### Task goal
Nothing in the entries should be altered. Write them out in full.

### The input
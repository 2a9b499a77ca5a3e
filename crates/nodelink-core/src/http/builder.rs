//! HTTP request builder for node requests
//!
//! Turns a method, path, query parameters and optional body into a
//! [`TransportRequest`] carrying the per-request defaults, the connection's
//! transport options, any per-call overrides and the request-shape options
//! the method demands.

use std::collections::BTreeMap;
use std::fmt;
use std::str::FromStr;
use std::time::Duration;
use url::form_urlencoded;
use crate::transport::{OptionKey, TransportOptions, TransportRequest};
use crate::Result;

/// Connect timeout applied to every request unless overridden
pub const CONNECT_TIMEOUT: Duration = Duration::from_millis(1000);

/// Total transfer timeout applied to every request unless overridden
pub const REQUEST_TIMEOUT: Duration = Duration::from_millis(1000);

/// Query parameters appended to the request path
pub type QueryParams = BTreeMap<String, String>;

/// HTTP methods a connection issues
#[derive(Debug, Clone, Copy, PartialEq, Eq, Hash)]
pub enum Method {
    Get,
    Post,
    Put,
    Delete,
    Head,
}

impl Method {
    pub fn as_str(&self) -> &'static str {
        match self {
            Method::Get => "GET",
            Method::Post => "POST",
            Method::Put => "PUT",
            Method::Delete => "DELETE",
            Method::Head => "HEAD",
        }
    }
}

impl fmt::Display for Method {
    fn fmt(&self, f: &mut fmt::Formatter<'_>) -> fmt::Result {
        f.write_str(self.as_str())
    }
}

impl FromStr for Method {
    type Err = crate::Error;

    fn from_str(method_str: &str) -> Result<Self> {
        match method_str.to_uppercase().as_str() {
            "GET" => Ok(Method::Get),
            "POST" => Ok(Method::Post),
            "PUT" => Ok(Method::Put),
            "DELETE" => Ok(Method::Delete),
            "HEAD" => Ok(Method::Head),
            _ => Err(crate::Error::HttpRequest {
                message: format!("Unsupported HTTP method: {}", method_str),
            }),
        }
    }
}

/// Builder for requests against one node
#[derive(Debug, Clone)]
pub struct RequestBuilder {
    base_url: String,
    headers: BTreeMap<String, String>,
    options: TransportOptions,
}

impl RequestBuilder {
    /// Create a builder for `base_url` (scheme, host and port, no trailing slash)
    pub fn new(
        base_url: impl Into<String>,
        headers: BTreeMap<String, String>,
        options: TransportOptions,
    ) -> Self {
        Self {
            base_url: base_url.into(),
            headers,
            options,
        }
    }

    pub fn base_url(&self) -> &str {
        &self.base_url
    }

    pub fn headers(&self) -> &BTreeMap<String, String> {
        &self.headers
    }

    pub fn options(&self) -> &TransportOptions {
        &self.options
    }

    /// Base URL plus path, followed by the form-encoded query when present
    pub fn build_uri(&self, path: &str, params: Option<&QueryParams>) -> String {
        let mut uri = self.base_url.clone();
        if !path.starts_with('/') {
            uri.push('/');
        }
        uri.push_str(path);

        if let Some(params) = params.filter(|p| !p.is_empty()) {
            let query = form_urlencoded::Serializer::new(String::new())
                .extend_pairs(params.iter())
                .finish();
            uri.push('?');
            uri.push_str(&query);
        }
        uri
    }

    /// Assemble the transport request
    ///
    /// A GET carrying a non-empty body goes out as a POST with that body.
    pub fn build_request(
        &self,
        method: Method,
        path: &str,
        params: Option<&QueryParams>,
        body: Option<&str>,
        overrides: Option<&TransportOptions>,
    ) -> TransportRequest {
        let body = body.filter(|b| !b.is_empty());

        let mut options = Self::default_options();
        options.merge(&self.options);
        if let Some(overrides) = overrides {
            options.merge(overrides);
        }

        let wire_method = match (method, body) {
            (Method::Get, Some(_)) => Method::Post,
            (method, _) => method,
        };
        Self::apply_request_shape(&mut options, wire_method);

        TransportRequest {
            url: self.build_uri(path, params),
            method: wire_method,
            body: body.map(|b| b.as_bytes().to_vec()),
            headers: self
                .headers
                .iter()
                .map(|(name, value)| (name.clone(), value.clone()))
                .collect(),
            options,
        }
    }

    fn default_options() -> TransportOptions {
        TransportOptions::new()
            .with(OptionKey::ConnectTimeoutMs, CONNECT_TIMEOUT)
            .with(OptionKey::TimeoutMs, REQUEST_TIMEOUT)
    }

    /// Overwrite whatever the caller set for the keys that decide the request shape
    fn apply_request_shape(options: &mut TransportOptions, wire_method: Method) {
        let shadowed: Vec<OptionKey> = options
            .iter()
            .map(|(key, _)| key)
            .filter(|key| key.is_request_shape())
            .collect();
        for key in shadowed {
            if options.remove(key).is_some() {
                log::debug!("Ignoring caller override for request-shape option {:?}", key);
            }
        }

        options.insert(OptionKey::ShowHeader, true);
        match wire_method {
            Method::Get => {
                options.insert(OptionKey::HttpGet, true);
            }
            Method::Head => {
                options.insert(OptionKey::NoBody, true);
            }
            Method::Put | Method::Delete => {
                options.insert(OptionKey::CustomRequest, wire_method.as_str());
            }
            Method::Post => {}
        }
    }
}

### Answer box
repository 2a9b499a77ca5a3e
filename crates/nodelink-core/src/http/builder.rs
//! HTTP request builder for node requests
//!
//! Turns a method, path, query parameters and optional body into a
//! [`TransportRequest`] carrying the per-request defaults, the connection's
//! transport options, any per-call overrides and the request-shape options
//! the method demands.

use std::collections::BTreeMap;
use std::fmt;
use std::str::FromStr;
use std::time::Duration;
use url::form_urlencoded;
use crate::transport::{OptionKey, TransportOptions, TransportRequest};
use crate::Result;

/// Connect timeout applied to every request unless overridden
pub const CONNECT_TIMEOUT: Duration = Duration::from_millis(1000);

/// Total transfer timeout applied to every request unless overridden
pub const REQUEST_TIMEOUT: Duration = Duration::from_millis(1000);

/// Query parameters appended to the request path
pub type QueryParams = BTreeMap<String, String>;

/// HTTP methods a connection issues
#[derive(Debug, Clone, Copy, PartialEq, Eq, Hash)]
pub enum Method {
    Get,
    Post,
    Put,
    Delete,
    Head,
}

impl Method {
    pub fn as_str(&self) -> &'static str {
        match self {
            Method::Get => "GET",
            Method::Post => "POST",
            Method::Put => "PUT",
            Method::Delete => "DELETE",
            Method::Head => "HEAD",
        }
    }
}

impl fmt::Display for Method {
    fn fmt(&self, f: &mut fmt::Formatter<'_>) -> fmt::Result {
        f.write_str(self.as_str())
    }
}

impl FromStr for Method {
    type Err = crate::Error;

    fn from_str(method_str: &str) -> Result<Self> {
        match method_str.to_uppercase().as_str() {
            "GET" => Ok(Method::Get),
            "POST" => Ok(Method::Post),
            "PUT" => Ok(Method::Put),
            "DELETE" => Ok(Method::Delete),
            "HEAD" => Ok(Method::Head),
            _ => Err(crate::Error::HttpRequest {
                message: format!("Unsupported HTTP method: {}", method_str),
            }),
        }
    }
}

/// Builder for requests against one node
#[derive(Debug, Clone)]
pub struct RequestBuilder {
    base_url: String,
    headers: BTreeMap<String, String>,
    options: TransportOptions,
}

impl RequestBuilder {
    /// Create a builder for `base_url` (scheme, host and port, no trailing slash)
    pub fn new(
        base_url: impl Into<String>,
        headers: BTreeMap<String, String>,
        options: TransportOptions,
    ) -> Self {
        Self {
            base_url: base_url.into(),
            headers,
            options,
        }
    }

    pub fn base_url(&self) -> &str {
        &self.base_url
    }

    pub fn headers(&self) -> &BTreeMap<String, String> {
        &self.headers
    }

    pub fn options(&self) -> &TransportOptions {
        &self.options
    }

    /// Base URL plus path, followed by the form-encoded query when present
    pub fn build_uri(&self, path: &str, params: Option<&QueryParams>) -> String {
        let mut uri = self.base_url.clone();
        if !path.starts_with('/') {
            uri.push('/');
        }
        uri.push_str(path);

        if let Some(params) = params.filter(|p| !p.is_empty()) {
            let query = form_urlencoded::Serializer::new(String::new())
                .extend_pairs(params.iter())
                .finish();
            uri.push('?');
            uri.push_str(&query);
        }
        uri
    }

    /// Assemble the transport request
    ///
    /// A GET carrying a non-empty body goes out as a POST with that body.
    pub fn build_request(
        &self,
        method: Method,
        path: &str,
        params: Option<&QueryParams>,
        body: Option<&str>,
        overrides: Option<&TransportOptions>,
    ) -> TransportRequest {
        let body = body.filter(|b| !b.is_empty());

        let mut options = Self::default_options();
        options.merge(&self.options);
        if let Some(overrides) = overrides {
            options.merge(overrides);
        }

        let wire_method = match (method, body) {
            (Method::Get, Some(_)) => Method::Post,
            (method, _) => method,
        };
        Self::apply_request_shape(&mut options, wire_method);

        TransportRequest {
            url: self.build_uri(path, params),
            method: wire_method,
            body: body.map(|b| b.as_bytes().to_vec()),
            headers: self
                .headers
                .iter()
                .map(|(name, value)| (name.clone(), value.clone()))
                .collect(),
            options,
        }
    }

    fn default_options() -> TransportOptions {
        TransportOptions::new()
            .with(OptionKey::ConnectTimeoutMs, CONNECT_TIMEOUT)
            .with(OptionKey::TimeoutMs, REQUEST_TIMEOUT)
    }

    /// Overwrite whatever the caller set for the keys that decide the request shape
    fn apply_request_shape(options: &mut TransportOptions, wire_method: Method) {
        let shadowed: Vec<OptionKey> = options
            .iter()
            .map(|(key, _)| key)
            .filter(|key| key.is_request_shape())
            .collect();
        for key in shadowed {
            if options.remove(key).is_some() {
                log::debug!("Ignoring caller override for request-shape option {:?}", key);
            }
        }

        options.insert(OptionKey::ShowHeader, true);
        match wire_method {
            Method::Get => {
                options.insert(OptionKey::HttpGet, true);
            }
            Method::Head => {
                options.insert(OptionKey::NoBody, true);
            }
            Method::Put | Method::Delete => {
                options.insert(OptionKey::CustomRequest, wire_method.as_str());
            }
            Method::Post => {}
        }
    }
}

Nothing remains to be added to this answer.